====== Input data
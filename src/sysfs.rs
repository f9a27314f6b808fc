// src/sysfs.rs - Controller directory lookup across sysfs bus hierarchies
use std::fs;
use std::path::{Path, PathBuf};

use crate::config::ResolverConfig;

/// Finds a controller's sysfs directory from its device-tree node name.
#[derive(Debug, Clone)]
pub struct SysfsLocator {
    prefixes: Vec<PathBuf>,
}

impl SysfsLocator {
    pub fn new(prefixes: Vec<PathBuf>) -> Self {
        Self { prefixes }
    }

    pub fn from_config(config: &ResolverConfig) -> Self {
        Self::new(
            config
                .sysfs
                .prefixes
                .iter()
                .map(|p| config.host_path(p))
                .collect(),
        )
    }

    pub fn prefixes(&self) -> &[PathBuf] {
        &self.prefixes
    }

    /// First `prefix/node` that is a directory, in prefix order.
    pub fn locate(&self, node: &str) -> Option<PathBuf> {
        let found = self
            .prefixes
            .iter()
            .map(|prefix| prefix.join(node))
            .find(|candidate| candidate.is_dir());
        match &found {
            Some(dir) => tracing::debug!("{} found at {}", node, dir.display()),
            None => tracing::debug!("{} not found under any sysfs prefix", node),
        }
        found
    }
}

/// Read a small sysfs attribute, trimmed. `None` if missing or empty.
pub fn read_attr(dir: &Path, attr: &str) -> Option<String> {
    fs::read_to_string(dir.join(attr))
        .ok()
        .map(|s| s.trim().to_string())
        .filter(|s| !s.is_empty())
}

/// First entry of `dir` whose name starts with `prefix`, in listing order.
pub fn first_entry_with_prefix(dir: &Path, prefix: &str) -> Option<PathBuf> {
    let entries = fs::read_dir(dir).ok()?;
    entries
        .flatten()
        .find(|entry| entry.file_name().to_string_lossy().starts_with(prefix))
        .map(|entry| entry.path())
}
============
====== Input data
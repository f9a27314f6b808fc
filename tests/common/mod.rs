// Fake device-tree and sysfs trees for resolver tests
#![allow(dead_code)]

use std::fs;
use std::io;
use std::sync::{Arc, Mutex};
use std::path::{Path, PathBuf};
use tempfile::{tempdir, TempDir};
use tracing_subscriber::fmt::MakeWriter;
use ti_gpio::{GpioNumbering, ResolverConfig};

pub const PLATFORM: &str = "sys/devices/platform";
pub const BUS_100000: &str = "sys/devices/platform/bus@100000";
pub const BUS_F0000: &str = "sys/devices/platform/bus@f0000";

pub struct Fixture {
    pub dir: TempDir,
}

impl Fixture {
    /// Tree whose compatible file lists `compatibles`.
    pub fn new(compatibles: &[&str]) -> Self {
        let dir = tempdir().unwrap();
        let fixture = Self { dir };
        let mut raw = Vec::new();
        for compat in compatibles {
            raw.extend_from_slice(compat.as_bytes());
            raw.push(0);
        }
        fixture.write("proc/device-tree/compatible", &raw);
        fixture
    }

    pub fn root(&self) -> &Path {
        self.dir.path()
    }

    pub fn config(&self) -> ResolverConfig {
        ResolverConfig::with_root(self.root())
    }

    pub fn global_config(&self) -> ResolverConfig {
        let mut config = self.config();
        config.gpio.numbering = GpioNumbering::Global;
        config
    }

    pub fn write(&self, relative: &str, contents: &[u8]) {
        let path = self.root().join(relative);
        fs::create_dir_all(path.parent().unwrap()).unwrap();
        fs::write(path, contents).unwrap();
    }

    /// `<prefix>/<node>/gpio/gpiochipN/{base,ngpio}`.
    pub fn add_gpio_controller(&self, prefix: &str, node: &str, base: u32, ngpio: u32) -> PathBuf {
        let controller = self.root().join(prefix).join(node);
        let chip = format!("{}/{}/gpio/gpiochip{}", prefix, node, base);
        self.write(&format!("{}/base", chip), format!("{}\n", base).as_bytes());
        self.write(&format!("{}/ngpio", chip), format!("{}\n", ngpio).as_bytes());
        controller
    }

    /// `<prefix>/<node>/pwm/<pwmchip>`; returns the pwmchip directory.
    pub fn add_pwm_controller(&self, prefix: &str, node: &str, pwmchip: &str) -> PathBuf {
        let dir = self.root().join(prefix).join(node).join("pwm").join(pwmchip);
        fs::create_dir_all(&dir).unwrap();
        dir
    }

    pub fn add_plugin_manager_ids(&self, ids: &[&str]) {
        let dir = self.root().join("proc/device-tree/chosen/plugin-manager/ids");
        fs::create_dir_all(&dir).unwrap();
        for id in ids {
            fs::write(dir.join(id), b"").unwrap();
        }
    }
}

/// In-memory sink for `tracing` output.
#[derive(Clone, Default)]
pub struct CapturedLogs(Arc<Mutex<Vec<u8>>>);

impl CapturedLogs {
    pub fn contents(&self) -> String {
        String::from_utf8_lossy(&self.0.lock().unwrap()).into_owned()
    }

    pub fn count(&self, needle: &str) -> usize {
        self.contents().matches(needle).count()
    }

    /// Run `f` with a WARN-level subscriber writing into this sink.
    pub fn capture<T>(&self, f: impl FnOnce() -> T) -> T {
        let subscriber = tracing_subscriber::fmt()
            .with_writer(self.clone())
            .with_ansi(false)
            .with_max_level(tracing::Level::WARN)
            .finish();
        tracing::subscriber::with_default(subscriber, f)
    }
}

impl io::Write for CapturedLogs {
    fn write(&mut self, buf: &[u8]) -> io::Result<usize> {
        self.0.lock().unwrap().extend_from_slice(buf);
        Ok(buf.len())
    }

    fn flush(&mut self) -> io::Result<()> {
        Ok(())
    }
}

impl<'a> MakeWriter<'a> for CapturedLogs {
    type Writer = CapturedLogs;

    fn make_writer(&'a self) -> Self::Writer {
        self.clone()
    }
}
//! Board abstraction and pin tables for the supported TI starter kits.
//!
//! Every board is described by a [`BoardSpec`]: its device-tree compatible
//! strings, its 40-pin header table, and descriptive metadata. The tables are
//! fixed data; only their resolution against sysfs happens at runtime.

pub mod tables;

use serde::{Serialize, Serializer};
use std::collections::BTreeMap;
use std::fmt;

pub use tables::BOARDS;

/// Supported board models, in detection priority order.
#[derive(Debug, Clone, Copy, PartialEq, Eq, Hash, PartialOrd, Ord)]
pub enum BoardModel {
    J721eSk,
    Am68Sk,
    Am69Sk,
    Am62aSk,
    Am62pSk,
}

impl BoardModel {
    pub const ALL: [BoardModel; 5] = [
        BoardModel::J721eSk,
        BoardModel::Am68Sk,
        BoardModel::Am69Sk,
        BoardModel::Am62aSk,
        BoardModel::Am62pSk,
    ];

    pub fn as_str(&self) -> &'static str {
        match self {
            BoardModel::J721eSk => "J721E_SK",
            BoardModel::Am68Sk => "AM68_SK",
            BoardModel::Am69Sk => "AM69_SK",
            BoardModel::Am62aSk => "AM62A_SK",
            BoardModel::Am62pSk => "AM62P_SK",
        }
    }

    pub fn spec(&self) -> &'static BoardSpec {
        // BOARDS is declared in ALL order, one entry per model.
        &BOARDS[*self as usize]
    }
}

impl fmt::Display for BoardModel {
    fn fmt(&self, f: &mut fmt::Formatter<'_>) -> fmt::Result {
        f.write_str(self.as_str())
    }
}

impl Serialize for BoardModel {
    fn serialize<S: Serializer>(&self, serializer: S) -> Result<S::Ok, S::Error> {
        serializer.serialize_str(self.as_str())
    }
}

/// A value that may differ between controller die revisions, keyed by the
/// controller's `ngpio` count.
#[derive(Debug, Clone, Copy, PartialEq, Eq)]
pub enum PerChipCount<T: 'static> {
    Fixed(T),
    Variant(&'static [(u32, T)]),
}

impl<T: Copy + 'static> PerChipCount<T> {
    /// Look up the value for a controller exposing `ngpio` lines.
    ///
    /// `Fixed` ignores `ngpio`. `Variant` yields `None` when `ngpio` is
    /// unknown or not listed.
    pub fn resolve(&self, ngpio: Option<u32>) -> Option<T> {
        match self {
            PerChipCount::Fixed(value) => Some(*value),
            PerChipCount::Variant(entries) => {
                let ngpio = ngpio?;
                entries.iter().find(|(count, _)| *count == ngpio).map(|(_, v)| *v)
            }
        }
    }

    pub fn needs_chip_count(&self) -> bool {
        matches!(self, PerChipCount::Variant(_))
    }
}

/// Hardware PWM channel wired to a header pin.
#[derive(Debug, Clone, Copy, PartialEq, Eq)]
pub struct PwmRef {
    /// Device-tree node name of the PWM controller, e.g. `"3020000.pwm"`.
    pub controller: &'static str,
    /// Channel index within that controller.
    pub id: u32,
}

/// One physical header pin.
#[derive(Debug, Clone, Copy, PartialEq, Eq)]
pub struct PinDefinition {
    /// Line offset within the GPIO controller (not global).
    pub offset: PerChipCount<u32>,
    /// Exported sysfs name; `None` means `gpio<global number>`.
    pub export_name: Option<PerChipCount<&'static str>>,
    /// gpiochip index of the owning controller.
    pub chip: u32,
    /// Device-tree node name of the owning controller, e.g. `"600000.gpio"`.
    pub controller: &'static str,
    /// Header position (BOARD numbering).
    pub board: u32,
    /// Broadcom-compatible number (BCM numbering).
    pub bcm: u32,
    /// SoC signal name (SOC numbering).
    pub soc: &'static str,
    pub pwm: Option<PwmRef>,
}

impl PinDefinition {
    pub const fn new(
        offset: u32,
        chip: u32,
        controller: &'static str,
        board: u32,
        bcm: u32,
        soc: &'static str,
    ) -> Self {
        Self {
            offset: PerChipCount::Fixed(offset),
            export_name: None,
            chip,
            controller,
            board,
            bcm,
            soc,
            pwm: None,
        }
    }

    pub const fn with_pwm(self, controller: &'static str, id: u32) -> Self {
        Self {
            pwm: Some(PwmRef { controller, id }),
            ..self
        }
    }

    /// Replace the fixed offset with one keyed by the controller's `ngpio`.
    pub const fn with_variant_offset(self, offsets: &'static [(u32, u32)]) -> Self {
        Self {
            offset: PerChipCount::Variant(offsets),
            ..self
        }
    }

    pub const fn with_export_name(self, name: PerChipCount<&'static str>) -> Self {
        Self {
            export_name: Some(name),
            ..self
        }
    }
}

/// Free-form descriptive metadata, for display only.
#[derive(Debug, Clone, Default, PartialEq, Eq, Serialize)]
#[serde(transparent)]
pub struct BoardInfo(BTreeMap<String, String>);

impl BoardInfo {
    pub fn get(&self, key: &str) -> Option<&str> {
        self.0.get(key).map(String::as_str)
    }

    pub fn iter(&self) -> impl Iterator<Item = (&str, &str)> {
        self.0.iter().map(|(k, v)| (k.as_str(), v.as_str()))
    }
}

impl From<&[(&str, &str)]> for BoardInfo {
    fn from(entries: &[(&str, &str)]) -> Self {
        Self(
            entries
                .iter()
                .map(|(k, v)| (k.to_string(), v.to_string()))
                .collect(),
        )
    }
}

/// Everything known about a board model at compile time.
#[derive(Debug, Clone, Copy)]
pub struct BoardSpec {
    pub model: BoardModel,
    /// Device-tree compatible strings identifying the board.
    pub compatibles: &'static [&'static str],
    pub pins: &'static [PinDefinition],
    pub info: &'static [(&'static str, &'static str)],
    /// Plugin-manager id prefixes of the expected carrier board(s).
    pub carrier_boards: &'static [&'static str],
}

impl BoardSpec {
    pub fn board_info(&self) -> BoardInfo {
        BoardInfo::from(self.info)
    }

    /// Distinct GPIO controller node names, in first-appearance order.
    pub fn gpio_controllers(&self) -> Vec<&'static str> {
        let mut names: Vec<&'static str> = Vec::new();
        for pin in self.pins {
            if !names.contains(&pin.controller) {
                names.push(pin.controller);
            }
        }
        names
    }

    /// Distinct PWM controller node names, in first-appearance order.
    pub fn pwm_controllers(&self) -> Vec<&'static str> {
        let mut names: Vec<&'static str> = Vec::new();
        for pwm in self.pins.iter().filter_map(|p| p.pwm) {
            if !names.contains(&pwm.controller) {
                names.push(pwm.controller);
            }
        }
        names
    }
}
============
**Exercise**
Your answer should consist of copies of the lines above that include the string "descriptive".

**Result**
//! strings, its 40-pin header table, and descriptive metadata. The tables are
/// Free-form descriptive metadata, for display only.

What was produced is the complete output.